Maude Corrieras est une femme admirable : venue du secteur marchand, elle a monté une maison d’édition créative, courageuse et éclectique, Ipagine1, où se côtoient livres pour enfants, éditions rares destinées aux bibliophiles et ouvrages de philosophie. En plus de cela, elle a traduit le De beryllo de Nicolas de Cues alors qu’elle travaillait sous la direction de Ruedi Imbach à Paris IV, ouvrage qu’elle a édité dans sa propre maison et qui a paru il y a peu2. Le parcours courageux et entreprenant de Mme Corrieras tranche avec le confort feutré de la fonction publique dans lequel évoluent la plupart de ceux qui, aujourd’hui, s’intéressent de près à la philosophie, y compris l’auteur de ces lignes ; et, comme il fallait s’y attendre, l’édition de ce De beryllo est une réussite intégrale, de la qualité matérielle du papier et de la relecture, à l’élégance de la traduction, l’exigence de qualité étant le gage d’une confiance à établir avec le lecteur pour toute jeune maison d’édition.
A : Une édition soignée
Ce premier volume contient un court avant-propos ainsi que le texte intégral du De beryllo de Nicolas de Cues, ouvrage rédigé en 1458, et destiné, encore une fois, à illustrer et défendre la Docte ignorance. Un second volume suivra bientôt, contenant le commentaire intégral de ce texte, commentaire également de la main de Maude Corrieras.

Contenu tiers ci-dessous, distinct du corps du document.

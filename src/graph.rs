use anyhow::{anyhow, Context, Result};
use image::ImageEncoder;
use plotters::coord::Shift;
use plotters::prelude::*;
use plotters::style::text_anchor::{HPos, Pos, VPos};
use plotters::style::FontTransform;

use crate::ir::{Axis, DrawCommand, LegendEntry, Orientation, SceneGraph};
use crate::{OutputFormat, RenderOptions};

/// Style configuration for line primitives
#[derive(Debug, Clone)]
pub struct LineStyle {
    pub color: Option<String>,
    pub width: Option<f64>,
    pub alpha: Option<f64>,
}

/// Style configuration for point primitives
#[derive(Debug, Clone)]
pub struct PointStyle {
    pub color: Option<String>,
    pub size: Option<f64>,
    pub alpha: Option<f64>,
}

/// Style configuration for rectangle primitives
#[derive(Debug, Clone)]
pub struct BarStyle {
    pub fill: Option<String>,
    pub stroke: Option<String>,
    pub alpha: Option<f64>,
}

const TICK_LEN: i32 = 4;

/// Execute a scene graph and encode it in the requested output format.
pub fn render_scene(scene: &SceneGraph, options: &RenderOptions) -> Result<Vec<u8>> {
    match options.format {
        OutputFormat::Png => render_png(scene),
        OutputFormat::Svg => render_svg(scene),
    }
}

fn render_png(scene: &SceneGraph) -> Result<Vec<u8>> {
    let (width, height) = (scene.width, scene.height);
    let mut buffer = vec![0u8; (width * height * 3) as usize];
    {
        let root =
            BitMapBackend::with_buffer(&mut buffer, (width, height)).into_drawing_area();
        root.fill(&WHITE).context("Failed to fill background")?;
        draw_scene(&root, scene)?;
        root.present().context("Failed to present drawing")?;
    }

    let mut png_bytes = Vec::new();
    {
        let encoder = image::codecs::png::PngEncoder::new(&mut png_bytes);
        encoder
            .write_image(&buffer, width, height, image::ColorType::Rgb8)
            .context("Failed to encode PNG")?;
    }

    Ok(png_bytes)
}

fn render_svg(scene: &SceneGraph) -> Result<Vec<u8>> {
    let mut svg = String::new();
    {
        let root = SVGBackend::with_string(&mut svg, (scene.width, scene.height))
            .into_drawing_area();
        root.fill(&WHITE).context("Failed to fill background")?;
        draw_scene(&root, scene)?;
        root.present().context("Failed to present drawing")?;
    }
    Ok(svg.into_bytes())
}

fn draw_scene<DB>(root: &DrawingArea<DB, Shift>, scene: &SceneGraph) -> Result<()>
where
    DB: DrawingBackend,
    DB::ErrorType: std::error::Error + Send + Sync + 'static,
{
    if let Some(title) = &scene.title {
        let style = TextStyle::from(("sans-serif", 20).into_font())
            .pos(Pos::new(HPos::Center, VPos::Top));
        root.draw(&Text::new(
            title.clone(),
            (scene.width as i32 / 2, 10),
            style,
        ))
        .map_err(|e| anyhow!("Failed to draw title: {}", e))?;
    }

    for axis in &scene.axes {
        draw_axis(root, axis)?;
    }

    for command in &scene.commands {
        draw_command(root, command)?;
    }

    draw_legend(root, scene)?;

    Ok(())
}

fn draw_axis<DB>(root: &DrawingArea<DB, Shift>, axis: &Axis) -> Result<()>
where
    DB: DrawingBackend,
    DB::ErrorType: std::error::Error + Send + Sync + 'static,
{
    root.draw(&PathElement::new(
        vec![px(axis.start), px(axis.end)],
        BLACK.stroke_width(1),
    ))
    .map_err(|e| anyhow!("Failed to draw axis line: {}", e))?;

    let tick_font = ("sans-serif", 12).into_font();
    for tick in &axis.ticks {
        let (x, y) = px(tick.at);
        let (mark_end, text_at, anchor) = match axis.orientation {
            Orientation::Horizontal => (
                (x, y + TICK_LEN),
                (x, y + TICK_LEN + 2),
                Pos::new(HPos::Center, VPos::Top),
            ),
            Orientation::Vertical => (
                (x - TICK_LEN, y),
                (x - TICK_LEN - 2, y),
                Pos::new(HPos::Right, VPos::Center),
            ),
        };

        root.draw(&PathElement::new(vec![(x, y), mark_end], BLACK.stroke_width(1)))
            .map_err(|e| anyhow!("Failed to draw tick mark: {}", e))?;
        root.draw(&Text::new(
            tick.text.clone(),
            text_at,
            TextStyle::from(tick_font.clone()).pos(anchor),
        ))
        .map_err(|e| anyhow!("Failed to draw tick label: {}", e))?;
    }

    if let Some(label) = &axis.label {
        let mut style = TextStyle::from(("sans-serif", 14).into_font())
            .pos(Pos::new(HPos::Center, VPos::Center));
        if label.rotated {
            style = style.transform(FontTransform::Rotate270);
        }
        root.draw(&Text::new(label.text.clone(), px(label.at), style))
            .map_err(|e| anyhow!("Failed to draw axis label: {}", e))?;
    }

    Ok(())
}

fn draw_command<DB>(root: &DrawingArea<DB, Shift>, command: &DrawCommand) -> Result<()>
where
    DB: DrawingBackend,
    DB::ErrorType: std::error::Error + Send + Sync + 'static,
{
    match command {
        DrawCommand::Line { points, style } => {
            let color = parse_color(style.color.as_deref());
            let color = color.mix(style.alpha.unwrap_or(1.0));
            let width = style.width.unwrap_or(1.0).round().max(1.0) as u32;
            root.draw(&PathElement::new(
                points.iter().map(|&p| px(p)).collect::<Vec<_>>(),
                color.stroke_width(width),
            ))
            .map_err(|e| anyhow!("Failed to draw line: {}", e))?;
        }
        DrawCommand::Rect { tl, br, style } => {
            if let Some(fill) = &style.fill {
                let color = parse_color(Some(fill)).mix(style.alpha.unwrap_or(1.0));
                root.draw(&Rectangle::new([px(*tl), px(*br)], color.filled()))
                    .map_err(|e| anyhow!("Failed to draw rect: {}", e))?;
            }
            if let Some(stroke) = &style.stroke {
                let color = parse_color(Some(stroke));
                root.draw(&Rectangle::new([px(*tl), px(*br)], color.stroke_width(1)))
                    .map_err(|e| anyhow!("Failed to draw rect outline: {}", e))?;
            }
        }
        DrawCommand::Points { points, style } => {
            let color = parse_color(style.color.as_deref());
            let color = color.mix(style.alpha.unwrap_or(1.0));
            let radius = style.size.unwrap_or(3.0).round().max(1.0) as i32;
            for &point in points {
                root.draw(&Circle::new(px(point), radius, color.filled()))
                    .map_err(|e| anyhow!("Failed to draw point: {}", e))?;
            }
        }
    }
    Ok(())
}

fn draw_legend<DB>(root: &DrawingArea<DB, Shift>, scene: &SceneGraph) -> Result<()>
where
    DB: DrawingBackend,
    DB::ErrorType: std::error::Error + Send + Sync + 'static,
{
    if scene.legend.is_empty() {
        return Ok(());
    }

    let origin_x = scene.width as i32 - 150;
    let origin_y = 10;
    let font = ("sans-serif", 12).into_font();

    for (i, LegendEntry { label, color }) in scene.legend.iter().enumerate() {
        let y = origin_y + i as i32 * 20;
        root.draw(&Rectangle::new(
            [(origin_x, y), (origin_x + 15, y + 15)],
            parse_color(Some(color)).filled(),
        ))
        .map_err(|e| anyhow!("Failed to draw legend swatch: {}", e))?;
        root.draw(&Text::new(
            label.clone(),
            (origin_x + 20, y + 7),
            TextStyle::from(font.clone()).pos(Pos::new(HPos::Left, VPos::Center)),
        ))
        .map_err(|e| anyhow!("Failed to draw legend label: {}", e))?;
    }

    Ok(())
}

fn px(point: (f64, f64)) -> (i32, i32) {
    (point.0.round() as i32, point.1.round() as i32)
}

/// Parse a `#rrggbb` hex color or a small set of names, defaulting to black.
fn parse_color(color_str: Option<&str>) -> RGBColor {
    if let Some(s) = color_str {
        if let Some(hex) = s.strip_prefix('#') {
            if hex.len() == 6 {
                if let (Ok(r), Ok(g), Ok(b)) = (
                    u8::from_str_radix(&hex[0..2], 16),
                    u8::from_str_radix(&hex[2..4], 16),
                    u8::from_str_radix(&hex[4..6], 16),
                ) {
                    return RGBColor(r, g, b);
                }
            }
        }
    }

    match color_str {
        Some("red") => RED,
        Some("green") => GREEN,
        Some("blue") => BLUE,
        Some("yellow") => YELLOW,
        Some("cyan") => CYAN,
        Some("magenta") => MAGENTA,
        Some("white") => WHITE,
        _ => BLACK,
    }
}
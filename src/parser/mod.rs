// Chart DSL parser module

pub mod ast;
pub mod chart;
pub mod labels;
pub mod lexer;

use nom::{
    bytes::complete::tag,
    combinator::{eof, opt},
    sequence::preceded,
    IResult,
};

use ast::ChartSpec;
use lexer::ws;

/// Parse a complete chart specification
/// Format: chart [ | labs(...) ]
pub fn parse_chart_spec(input: &str) -> IResult<&str, ChartSpec> {
    let (input, kind) = chart::parse_chart(input)?;
    let (input, labels) = opt(preceded(ws(tag("|")), labels::parse_labs))(input)?;
    let (input, _) = ws(eof)(input)?;

    Ok((input, ChartSpec { kind, labels }))
}

#[cfg(test)]
mod tests {
    use super::*;
    use super::ast::ChartKind;

    #[test]
    fn test_parse_chart_with_labels() {
        let (_, spec) = parse_chart_spec(
            r#"boxplot(x: Platform, y: Likes) | labs(title: "Likes by platform", y: "Likes")"#,
        )
        .unwrap();

        assert!(matches!(spec.kind, ChartKind::Boxplot(_)));
        let labels = spec.labels.unwrap();
        assert_eq!(labels.title.as_deref(), Some("Likes by platform"));
        assert_eq!(labels.x, None);
        assert_eq!(labels.y.as_deref(), Some("Likes"));
    }

    #[test]
    fn test_parse_chart_without_labels() {
        let (_, spec) = parse_chart_spec("line(x: Date, y: AvgLikes)").unwrap();
        assert!(matches!(spec.kind, ChartKind::Line(_)));
        assert!(spec.labels.is_none());
    }

    #[test]
    fn test_parse_rejects_trailing_input() {
        assert!(parse_chart_spec("line(x: Date, y: AvgLikes) extra").is_err());
    }

    #[test]
    fn test_parse_rejects_empty() {
        assert!(parse_chart_spec("").is_err());
    }
}
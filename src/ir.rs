use crate::graph::{BarStyle, LineStyle, PointStyle};

// =============================================================================
// Scene graph
// =============================================================================

/// An append-only list of primitive drawing commands in pixel space, plus
/// the axis and legend descriptions needed to frame them.
/// The backend executes these blindly.
#[derive(Debug, Clone)]
pub struct SceneGraph {
    pub width: u32,
    pub height: u32,
    pub title: Option<String>,
    pub axes: Vec<Axis>,
    pub legend: Vec<LegendEntry>,
    pub commands: Vec<DrawCommand>,
}

#[derive(Debug, Clone, Copy, PartialEq, Eq)]
pub enum Orientation {
    Horizontal,
    Vertical,
}

#[derive(Debug, Clone)]
pub struct Axis {
    pub orientation: Orientation,
    pub start: (f64, f64),
    pub end: (f64, f64),
    pub ticks: Vec<Tick>,
    pub label: Option<AxisLabel>,
}

/// A tick anchored at a point on the axis line.
#[derive(Debug, Clone)]
pub struct Tick {
    pub at: (f64, f64),
    pub text: String,
}

#[derive(Debug, Clone)]
pub struct AxisLabel {
    pub text: String,
    pub at: (f64, f64),
    pub rotated: bool,
}

/// Legend entries in display order; the backend decides where to put them.
#[derive(Debug, Clone)]
pub struct LegendEntry {
    pub label: String,
    pub color: String,
}

#[derive(Debug, Clone)]
pub enum DrawCommand {
    Line {
        points: Vec<(f64, f64)>,
        style: LineStyle,
    },
    Rect {
        tl: (f64, f64),
        br: (f64, f64),
        style: BarStyle,
    },
    Points {
        points: Vec<(f64, f64)>,
        style: PointStyle,
    },
}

L’idée générale de ce De beryllo est de délivrer une méthode singulière de connaissance, libérée des limitations aristotéliciennes imposées par le sclérosant principe de non-contradiction, afin de libérer les pouvoirs de l’intellect dont le béryl n’est jamais que l’outil métaphorique, c’est-à-dire cette pierre servant à polir les verres de lunettes par lesquelles la vue correcte sera retrouvée. « Le béryl, écrit Maude Corrieras, en tant qu’instrument pour mieux voir, est la méthode elle-même. »3 Mais cette amélioration de la connaissance que rend possible le béryl ne saurait s’en tenir à une réflexion sur l’intellect : c’est en réalité toute une ontologie qui se trouve déployée, faisant du monde à connaître cela même qui est précisément connaissable, c’est-à-dire adapté aux facultés humaines de connaissance. Reprenant Protagoras, et réfutant une fois de plus Aristote qui ne voyait dans l’idée selon laquelle l’homme est mesure de toutes choses qu’une banalité, Nicolas établit une pensée ferme dont l’homme devient le centre, au point de devenir du reste un « second Dieu » dans des conditions qu’il reste à préciser.
Livre décisif par l’importance des thèmes traités, il constitue une introduction générale à la pensée du Cusain par Nicolas lui-même, et Ipagine met celle-ci à disposition pour une somme modique : moins de 20€. Le texte est bilingue, latin sur la page de gauche, français sur la page de droite, publié sur papier glacé, avec un appareillage de notes tout à fait impressionnant, permettant de se référer à chaque instant aux auteurs et aux passages précis auxquels Nicolas fait appel pour justifier ses propres thèses ou pour en critiquer d’autres. Le travail est donc gigantesque, la mise en page très agréable – on notera le fait que, pour faciliter la lecture, l’éditrice a décidé de souligner les titres d’ouvrages évoqués en notes sans les mettre en italiques, ce qui permet en effet de retrouver en un instant les différents livres auxquels Nicolas songe lorsqu’il rédige tel ou tel passage – et la couverture à la fois originale et attrayante. Une réflexion sur l’aspect extérieur du livre a été menée, sans aucun doute, et cela se ressent agréablement tant dans le maniement de ce dernier que sur l’esthétique générale dont il procède.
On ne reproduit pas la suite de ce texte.